[WHAT YOU SHOULD DO]: Every line containing "enum" should be copied out. Go through the entries and find them.

--- DATA RECORDS ---

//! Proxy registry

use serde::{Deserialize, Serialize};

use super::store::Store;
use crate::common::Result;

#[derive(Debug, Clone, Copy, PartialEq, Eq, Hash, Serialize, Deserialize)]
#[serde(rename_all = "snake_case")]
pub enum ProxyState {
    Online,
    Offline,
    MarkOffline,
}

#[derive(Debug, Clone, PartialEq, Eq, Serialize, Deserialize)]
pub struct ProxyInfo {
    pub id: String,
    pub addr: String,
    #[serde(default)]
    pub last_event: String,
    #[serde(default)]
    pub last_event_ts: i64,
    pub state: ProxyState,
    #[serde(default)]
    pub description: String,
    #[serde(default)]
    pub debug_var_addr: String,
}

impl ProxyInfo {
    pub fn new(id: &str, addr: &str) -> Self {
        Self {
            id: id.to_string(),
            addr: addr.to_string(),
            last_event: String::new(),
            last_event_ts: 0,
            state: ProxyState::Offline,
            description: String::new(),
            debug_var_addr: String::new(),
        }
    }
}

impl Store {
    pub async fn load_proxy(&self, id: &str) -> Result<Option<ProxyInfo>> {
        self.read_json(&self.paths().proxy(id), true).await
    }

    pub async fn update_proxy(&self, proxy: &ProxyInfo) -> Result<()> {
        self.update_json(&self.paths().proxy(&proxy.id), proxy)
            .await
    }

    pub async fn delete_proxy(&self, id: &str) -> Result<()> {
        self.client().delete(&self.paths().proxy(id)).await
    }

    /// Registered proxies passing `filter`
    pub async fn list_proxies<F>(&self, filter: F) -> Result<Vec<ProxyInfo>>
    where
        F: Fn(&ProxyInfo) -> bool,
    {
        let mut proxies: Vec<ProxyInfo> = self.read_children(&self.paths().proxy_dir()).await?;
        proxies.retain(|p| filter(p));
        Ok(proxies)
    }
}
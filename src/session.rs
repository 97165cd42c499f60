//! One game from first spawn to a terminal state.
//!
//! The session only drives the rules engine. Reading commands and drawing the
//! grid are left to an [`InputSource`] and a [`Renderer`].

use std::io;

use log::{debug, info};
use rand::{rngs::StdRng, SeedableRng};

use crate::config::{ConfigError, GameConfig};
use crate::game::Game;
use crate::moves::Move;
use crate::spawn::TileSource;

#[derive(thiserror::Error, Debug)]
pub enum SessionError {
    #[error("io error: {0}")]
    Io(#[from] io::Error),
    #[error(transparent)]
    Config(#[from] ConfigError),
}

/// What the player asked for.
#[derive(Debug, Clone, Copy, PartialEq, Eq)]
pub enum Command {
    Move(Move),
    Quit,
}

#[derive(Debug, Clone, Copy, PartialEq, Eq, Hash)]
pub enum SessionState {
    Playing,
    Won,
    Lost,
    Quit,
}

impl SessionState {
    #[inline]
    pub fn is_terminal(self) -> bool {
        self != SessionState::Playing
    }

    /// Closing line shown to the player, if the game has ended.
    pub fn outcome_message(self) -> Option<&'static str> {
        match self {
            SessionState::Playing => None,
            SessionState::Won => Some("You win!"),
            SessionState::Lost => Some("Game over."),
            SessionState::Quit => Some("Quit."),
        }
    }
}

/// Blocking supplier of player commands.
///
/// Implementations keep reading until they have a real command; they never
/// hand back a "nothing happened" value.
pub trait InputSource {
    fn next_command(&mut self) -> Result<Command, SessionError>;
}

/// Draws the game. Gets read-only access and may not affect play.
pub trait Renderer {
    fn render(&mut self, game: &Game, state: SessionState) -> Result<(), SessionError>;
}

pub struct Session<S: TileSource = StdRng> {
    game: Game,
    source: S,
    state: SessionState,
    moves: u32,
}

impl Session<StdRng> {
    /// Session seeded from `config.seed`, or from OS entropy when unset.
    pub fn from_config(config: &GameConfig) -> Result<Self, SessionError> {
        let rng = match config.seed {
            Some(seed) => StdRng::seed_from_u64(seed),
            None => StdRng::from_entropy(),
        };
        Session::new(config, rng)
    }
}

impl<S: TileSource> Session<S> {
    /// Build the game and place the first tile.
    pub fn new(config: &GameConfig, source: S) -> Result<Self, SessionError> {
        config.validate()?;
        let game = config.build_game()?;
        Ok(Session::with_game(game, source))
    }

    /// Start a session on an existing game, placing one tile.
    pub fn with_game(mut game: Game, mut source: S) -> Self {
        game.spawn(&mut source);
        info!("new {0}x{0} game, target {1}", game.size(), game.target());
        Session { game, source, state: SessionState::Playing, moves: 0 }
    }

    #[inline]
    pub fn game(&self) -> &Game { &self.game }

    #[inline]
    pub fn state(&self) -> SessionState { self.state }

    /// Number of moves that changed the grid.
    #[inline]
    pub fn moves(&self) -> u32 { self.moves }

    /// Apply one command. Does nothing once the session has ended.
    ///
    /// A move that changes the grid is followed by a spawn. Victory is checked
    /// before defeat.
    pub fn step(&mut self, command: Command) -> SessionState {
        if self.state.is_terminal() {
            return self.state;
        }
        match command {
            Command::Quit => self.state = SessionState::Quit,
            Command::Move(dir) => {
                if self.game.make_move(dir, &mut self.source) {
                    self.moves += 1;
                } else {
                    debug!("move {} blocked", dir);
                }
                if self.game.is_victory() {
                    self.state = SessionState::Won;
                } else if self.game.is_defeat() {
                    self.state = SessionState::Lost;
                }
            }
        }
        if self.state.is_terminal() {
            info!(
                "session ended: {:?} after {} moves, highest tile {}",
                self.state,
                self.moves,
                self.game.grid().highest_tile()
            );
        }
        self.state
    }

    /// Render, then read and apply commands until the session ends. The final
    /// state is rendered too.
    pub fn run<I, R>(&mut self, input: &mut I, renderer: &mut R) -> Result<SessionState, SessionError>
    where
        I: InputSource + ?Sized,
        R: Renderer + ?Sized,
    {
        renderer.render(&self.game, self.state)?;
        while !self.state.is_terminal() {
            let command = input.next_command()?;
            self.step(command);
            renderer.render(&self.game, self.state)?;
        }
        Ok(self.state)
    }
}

---

[ANSWER TO THE EXERCISE]:
pub enum ProxyState {
pub enum SessionError {
pub enum Command {
pub enum SessionState {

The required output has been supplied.